PROBLEM TO SOLVE: Search the entries below for the string "output" and copy the lines that hold it.

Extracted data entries
··········

impl ProcPaging {
    /// Fresh, empty paging state for process `pid`.
    #[must_use]
    pub const fn new(pid: u32) -> Self {
        Self {
            pid,
            killed: false,
            text: Region::empty(),
            data: Region::empty(),
            heap_start: VirtAddr::zero(),
            sz: VirtAddr::zero(),
            stack_top: VirtAddr::zero(),
            next_fifo_seq: 0,
            swap_slots: swap::SwapMap::new(),
            swap_file: None,
            exec_file: None,
            pages: [PageInfo::unused(); MAX_PROC_PAGES],
            num_pages: 0,
        }
    }

    /// The descriptors created so far.
    #[must_use]
    pub fn descriptors(&self) -> &[PageInfo] {
        &self.pages[..self.num_pages]
    }

    /// Shared access to descriptor `idx`.
    #[must_use]
    pub fn page(&self, idx: usize) -> &PageInfo {
        &self.pages[idx]
    }

    /// Exclusive access to descriptor `idx`.
    #[must_use]
    pub fn page_mut(&mut self, idx: usize) -> &mut PageInfo {
        &mut self.pages[idx]
    }

    /// Index of the descriptor for `va` (page-rounded), if one exists.
    #[must_use]
    pub fn lookup(&self, va: VirtAddr) -> Option<usize> {
        let va = va.align_down(PGSIZE);
        (0..self.num_pages).find(|&i| self.pages[i].va == va)
    }

    /// Index of the descriptor for `va`, creating one if capacity remains.
    ///
    /// Returns `None` when the table already holds [`MAX_PROC_PAGES`]
    /// descriptors; the caller must treat that as fatal for the process.
    pub fn lookup_or_create(&mut self, va: VirtAddr) -> Option<usize> {
        let va = va.align_down(PGSIZE);
        if let Some(idx) = self.lookup(va) {
            return Some(idx);
        }

        if self.num_pages >= MAX_PROC_PAGES {
            return None;
        }

        let idx = self.num_pages;
        self.num_pages += 1;
        self.pages[idx] = PageInfo {
            va,
            ..PageInfo::unused()
        };
        Some(idx)
    }

    /// Register one loadable segment from the executable image.
    ///
    /// Extends the text or data range and creates a descriptor for every
    /// page of the segment, recording the image offset and length its
    /// initial contents must be read from (zero length for pure BSS pages).
    ///
    /// # Errors
    /// Fails when the segment is malformed or the descriptor table is full.
    pub fn register_segment(&mut self, seg: &SegmentDesc) -> Result<(), &'static str> {
        if !seg.va.is_aligned(PGSIZE) {
            return Err("segment start is not page-aligned");
        }
        if seg.filesz > seg.memsz {
            return Err("segment file size exceeds memory size");
        }
        let end = seg
            .va
            .as_u64()
            .checked_add(seg.memsz)
            .ok_or("segment wraps the address space")?;
        let end = VirtAddr::new(end);

        if seg.is_exec {
            self.text.extend_to_cover(seg.va, end);
        } else {
            self.data.extend_to_cover(seg.va, end);
        }

        let mut va = seg.va;
        while va < end {
            let idx = self
                .lookup_or_create(va)
                .ok_or("out of page descriptors while registering segments")?;
            let page_off = va - seg.va;
            let page = self.page_mut(idx);
            if page_off < seg.filesz {
                page.exec_off = seg.file_offset + page_off;
                page.exec_len = (seg.filesz - page_off).min(PGSIZE);
            } else {
                page.exec_off = 0;
                page.exec_len = 0;
            }
            va += PGSIZE;
        }

        Ok(())
    }

    /// Finish the loader handshake: fix the heap start just past the image,
    /// set the initial program break there, and record the stack top.
    pub fn finish_layout(&mut self, stack_top: VirtAddr) {
        let image_end = self.text.end.max(self.data.end);
        self.heap_start = image_end.align_up(PGSIZE);
        self.sz = self.heap_start;
        self.stack_top = stack_top;
    }

    /// Lowest address of the user stack region.
    #[must_use]
    pub fn stack_bottom(&self) -> VirtAddr {
        self.stack_top - USER_STACK_PAGES * PGSIZE
    }

    /// Whether `va` lies in the text range.
    #[must_use]
    pub fn in_text(&self, va: VirtAddr) -> bool {
        self.text.contains(va)
    }

    /// Whether `va` is backed by the executable image (text or data).
    #[must_use]
    pub fn in_exec_image(&self, va: VirtAddr) -> bool {
        self.text.contains(va) || self.data.contains(va)
    }

    /// Whether `va` lies in the heap, below the current program break.
    #[must_use]
    pub fn in_heap(&self, va: VirtAddr) -> bool {
        self.heap_start <= va && va < self.sz
    }

    /// Whether `va` lies in the user stack region.
    #[must_use]
    pub fn in_stack(&self, va: VirtAddr) -> bool {
        self.stack_bottom() <= va && va < self.stack_top
    }

    /// Classify a fault at page-rounded `va`, or `None` for an illegal
    /// access. `idx` is the descriptor index when one already exists.
    #[must_use]
    pub fn classify(&self, idx: Option<usize>, va: VirtAddr) -> Option<FaultCause> {
        if let Some(i) = idx {
            if self.pages[i].state == PageState::Swapped {
                return Some(FaultCause::Swap);
            }
        }

        if self.in_exec_image(va) {
            Some(FaultCause::Exec)
        } else if self.in_heap(va) {
            Some(FaultCause::Heap)
        } else if self.in_stack(va) {
            Some(FaultCause::Stack)
        } else {
            None
        }
    }

    /// Drop the descriptor at `idx`, compacting the table.
    pub fn remove_descriptor(&mut self, idx: usize) {
        debug_assert!(idx < self.num_pages, "descriptor index out of bounds.");
        self.num_pages -= 1;
        self.pages[idx] = self.pages[self.num_pages];
        self.pages[self.num_pages] = PageInfo::unused();
    }

    /// Release every page whose address falls in `[start, end)`: resident
    /// pages are unmapped and their frames returned, swapped pages give
    /// their slot back, and the descriptors are dropped.
    pub fn release_range(
        &mut self,
        start: VirtAddr,
        end: VirtAddr,
        mapper: &mut impl Mapper<Size4KiB>,
        frames: &mut PhysFrameManager,
    ) {
        let mut i = 0;
        while i < self.num_pages {
            let page = self.pages[i];
            if page.va < start || page.va >= end {
                i += 1;
                continue;
            }

            match page.state {
                PageState::Resident => {
                    let virt_page: Page<Size4KiB> = Page::containing_address(page.va);
                    if let Ok((frame, flush)) = mapper.unmap(virt_page) {
                        flush.flush();
                        frames.free_user_frame(frame);
                    }
                }
                PageState::Swapped => {
                    if let Some(slot) = page.swap_slot {
                        self.swap_slots.free(slot);
                    }
                }
                PageState::Unmapped => {}
            }
            self.remove_descriptor(i);
        }
    }

    /// Tear the whole paging state down: release every page, destroy the
    /// swap file and drop the executable handle (last, since text faults
    /// could need it up to this point). Safe to call more than once.
    pub fn teardown(
        &mut self,
        mapper: &mut impl Mapper<Size4KiB>,
        frames: &mut PhysFrameManager,
    ) {
        let mut i = 0;
        while i < self.num_pages {
            let page = self.pages[i];
            match page.state {
                PageState::Resident => {
                    let virt_page: Page<Size4KiB> = Page::containing_address(page.va);
                    if let Ok((frame, flush)) = mapper.unmap(virt_page) {
                        flush.flush();
                        frames.free_user_frame(frame);
                    }
                }
                PageState::Swapped | PageState::Unmapped => {}
            }
            i += 1;
        }
        self.num_pages = 0;

        swap::destroy_swap(self);
        self.exec_file = None;
    }

    /// Read-only snapshot of the paging state for user tooling.
    #[must_use]
    pub fn snapshot(&self) -> ProcMemStat {
        let mut stat = ProcMemStat::zeroed();
        stat.pid = self.pid;
        stat.next_fifo_seq = self.next_fifo_seq;
        stat.num_pages_total = u32::try_from(self.sz.as_u64().div_ceil(PGSIZE)).unwrap_or(u32::MAX);

        for (i, page) in self.descriptors().iter().enumerate() {
            match page.state {
                PageState::Resident => stat.num_resident += 1,
                PageState::Swapped => stat.num_swapped += 1,
                PageState::Unmapped => {}
            }

            if i < MAX_PAGES_INFO {
                stat.pages[i] = PageStat {
                    va: page.va.as_u64(),
                    state: page.state as u32,
                    is_dirty: u32::from(page.is_dirty),
                    seq: page.seq.map_or(-1, |s| i64::try_from(s).unwrap_or(i64::MAX)),
                    swap_slot: page
                        .swap_slot
                        .map_or(-1, |s| i64::try_from(s).unwrap_or(i64::MAX)),
                };
            }
        }

        stat
    }
}
//! Tests for heap allocation in a `no_std` environment using a custom allocator.
#![no_std]
#![no_main]
#![feature(custom_test_frameworks)]
#![test_runner(paged_rust_os::test_runner)]
#![reexport_test_harness_main = "test_main"]
#![allow(missing_docs)]
#![allow(clippy::missing_panics_doc)]
#![allow(clippy::missing_assert_message)]
extern crate alloc;

use alloc::boxed::Box;
use alloc::vec::Vec;
use core::panic::PanicInfo;

use bootloader::{entry_point, BootInfo};
use paged_rust_os::allocator::HEAP_SIZE;
use paged_rust_os::{allocator, memory};

entry_point!(main);

#[expect(clippy::undocumented_unsafe_blocks)]
#[expect(clippy::expect_used)]
fn main(boot_info: &'static BootInfo) -> ! {
    paged_rust_os::init();
    unsafe { memory::init(boot_info) };
    allocator::init_heap().expect("heap initialization failed");

    test_main();

    paged_rust_os::hlt_loop();
}

#[panic_handler]
fn panic(info: &PanicInfo) -> ! {
    paged_rust_os::test_panic_handler(info)
}

#[test_case]
fn when_creating_simple_allocation_then_memory_is_allocated() {
    let heap_value_1 = Box::new(41);
    let heap_value_2 = Box::new(42);

    assert_eq!(*heap_value_1, 41);
    assert_eq!(*heap_value_2, 42);
}

#[test_case]
fn when_creating_large_vec_then_memory_is_allocated() {
    let mut vec = Vec::new();
    for i in 0..1000 {
        vec.push(i);
    }
    assert_eq!(vec.iter().sum::<u64>(), (0..1000).sum());
}

#[test_case]
fn when_many_boxes_are_allocated_then_memory_is_allocated() {
    for i in 0..HEAP_SIZE {
        let x = Box::new(i);
        assert_eq!(*x, i);
    }
}
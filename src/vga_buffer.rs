//! VGA text-mode console.
//!
//! A cursor-based writer over the text buffer at `0xb8000`: output starts
//! at the top of the screen, advances line by line and only starts
//! scrolling once the cursor reaches the bottom row. Used for boot
//! messages and `sys_write` output through `print!`/`println!`.

use core::fmt;

use lazy_static::lazy_static;
use spin::Mutex;
use volatile::Volatile;
use x86_64::instructions::interrupts;

const BUFFER_HEIGHT: usize = 25;
const BUFFER_WIDTH: usize = 80;

/// Define a color for the text displayed on the screen.
#[allow(dead_code)]
#[derive(Debug, Clone, Copy, PartialEq, Eq)]
#[repr(u8)]
pub enum Color {
    Black = 0,
    Blue = 1,
    Green = 2,
    Cyan = 3,
    Red = 4,
    Magenta = 5,
    Brown = 6,
    LightGray = 7,
    DarkGray = 8,
    LightBlue = 9,
    LightGreen = 10,
    LightCyan = 11,
    LightRed = 12,
    Pink = 13,
    Yellow = 14,
    White = 15,
}

/// A foreground/background color pair packed the way the VGA hardware wants.
#[derive(Debug, Clone, Copy, PartialEq, Eq)]
#[repr(transparent)]
pub struct ColorCode(u8);

impl ColorCode {
    /// Create a new `ColorCode` from a foreground and a background color.
    #[must_use]
    pub const fn new(foreground: Color, background: Color) -> Self {
        Self((background as u8) << 4 | (foreground as u8))
    }
}

/// One character cell of the text buffer.
#[derive(Debug, Clone, Copy, PartialEq, Eq)]
#[repr(C)]
pub struct ScreenChar {
    /// Code-page 437 byte displayed in the cell.
    pub ascii_character: u8,
    /// Colors of the cell.
    pub color_code: ColorCode,
}

/// The memory mapped VGA text buffer.
pub struct Buffer {
    /// Character cells, accessed through `Volatile` so the compiler never
    /// elides the stores.
    pub chars: [[Volatile<ScreenChar>; BUFFER_WIDTH]; BUFFER_HEIGHT],
}

/// Writer that tracks a cursor position and scrolls at the bottom row.
pub struct Writer {
    row: usize,
    column: usize,
    color_code: ColorCode,
    buffer: &'static mut Buffer,
}

impl Writer {
    /// Write a single byte at the cursor.
    pub fn write_byte(&mut self, byte: u8) {
        match byte {
            b'\n' => self.advance_line(),
            b'\r' => self.column = 0,
            character => {
                if self.column >= BUFFER_WIDTH {
                    self.advance_line();
                }

                let cell = ScreenChar {
                    ascii_character: character,
                    color_code: self.color_code,
                };
                self.buffer.chars[self.row][self.column].write(cell);
                self.column += 1;
            }
        }
    }

    /// Write a string, replacing non-printable bytes with `0xfe`.
    pub fn write_string(&mut self, s: &str) {
        for byte in s.bytes() {
            match byte {
                0x20..=0x7e | b'\n' | b'\r' => self.write_byte(byte),
                _ => self.write_byte(0xfe),
            }
        }
    }

    /// Current cursor position as `(row, column)`.
    #[must_use]
    pub const fn cursor(&self) -> (usize, usize) {
        (self.row, self.column)
    }

    /// Read back one cell, used by the display tests.
    #[must_use]
    pub fn char_at(&self, row: usize, col: usize) -> ScreenChar {
        self.buffer.chars[row][col].read()
    }

    /// Blank the whole screen and park the cursor at the top left.
    pub fn reset(&mut self) {
        for row in 0..BUFFER_HEIGHT {
            self.clear_row(row);
        }
        self.row = 0;
        self.column = 0;
    }

    /// Move the cursor to the start of the next line, scrolling the screen
    /// up one row once the bottom is reached.
    fn advance_line(&mut self) {
        self.column = 0;
        if self.row + 1 < BUFFER_HEIGHT {
            self.row += 1;
            return;
        }

        for row in 1..BUFFER_HEIGHT {
            for col in 0..BUFFER_WIDTH {
                let cell = self.buffer.chars[row][col].read();
                self.buffer.chars[row - 1][col].write(cell);
            }
        }
        self.clear_row(BUFFER_HEIGHT - 1);
    }

    /// Fill a row with blank characters.
    fn clear_row(&mut self, row: usize) {
        let blank = ScreenChar {
            ascii_character: b' ',
            color_code: self.color_code,
        };
        for col in 0..BUFFER_WIDTH {
            self.buffer.chars[row][col].write(blank);
        }
    }
}

impl fmt::Write for Writer {
    fn write_str(&mut self, s: &str) -> fmt::Result {
        self.write_string(s);
        Ok(())
    }
}

lazy_static! {
    /// Global instance of the VGA buffer writer.
    pub static ref WRITER: Mutex<Writer> = Mutex::new(Writer {
        row: 0,
        column: 0,
        color_code: ColorCode::new(Color::LightGreen, Color::Black),

        // SAFETY:
        // The VGA text buffer is identity mapped at 0xb8000 by the bootloader.
        buffer: unsafe { &mut *(0xb8000 as *mut Buffer) },
    });
}

/// Blank the screen, e.g. before the boot banner.
pub fn clear() {
    interrupts::without_interrupts(|| {
        WRITER.lock().reset();
    });
}

/// Copy of the std print! macro that redirect our internal _print function.
#[macro_export]
macro_rules! print {
    ($($arg:tt)*) => ($crate::vga_buffer::_print(format_args!($($arg)*)));
}

/// Copy of the std println! macro that redirect our internal _print function.
#[macro_export]
macro_rules! println {
    () => ($crate::print!("\n"));
    ($($arg:tt)*) => ($crate::print!("{}\n", format_args!($($arg)*)));
}

#[doc(hidden)]
pub fn _print(args: fmt::Arguments) {
    use core::fmt::Write;

    // The syscall layer prints on behalf of user programs; keep an
    // interrupt from re-entering while the writer lock is held.
    interrupts::without_interrupts(|| {
        #[expect(
            clippy::expect_used,
            reason = "We should be able to write inside the vga frame buffer."
        )]
        WRITER
            .lock()
            .write_fmt(args)
            .expect("Failed to write to the vga buffer.");
    });
}

#[cfg(test)]
mod tests {
    use x86_64::instructions::interrupts;

    use super::WRITER;

    #[test_case]
    fn test_when_printing_many_lines_should_not_panic() {
        for _ in 0..200 {
            println!("test many print output.");
        }
    }

    #[test_case]
    fn test_written_line_lands_at_the_cursor() {
        let line = "Some line that fits on a single line";

        interrupts::without_interrupts(|| {
            let mut writer = WRITER.lock();

            writer.write_byte(b'\n'); // start on a fresh line
            let (row, _) = writer.cursor();
            writer.write_string(line);

            for (i, c) in line.chars().enumerate() {
                let screen_char = writer.char_at(row, i);
                assert_eq!(
                    char::from(screen_char.ascii_character),
                    c,
                    "Character mismatch at position {i}.",
                );
            }
        });
    }

    #[test_case]
    fn test_carriage_return_rewinds_the_column() {
        interrupts::without_interrupts(|| {
            let mut writer = WRITER.lock();

            writer.write_byte(b'\n');
            let (row, _) = writer.cursor();
            writer.write_string("XY\rZ");

            assert_eq!(
                char::from(writer.char_at(row, 0).ascii_character),
                'Z',
                "A carriage return must rewind to column 0.",
            );
            assert_eq!(
                char::from(writer.char_at(row, 1).ascii_character),
                'Y',
                "Characters past the rewritten column are untouched.",
            );
        });
    }
}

··········

ANSWER SECTION:
//! A cursor-based writer over the text buffer at `0xb8000`: output starts
//! messages and `sys_write` output through `print!`/`println!`.
            println!("test many print output.");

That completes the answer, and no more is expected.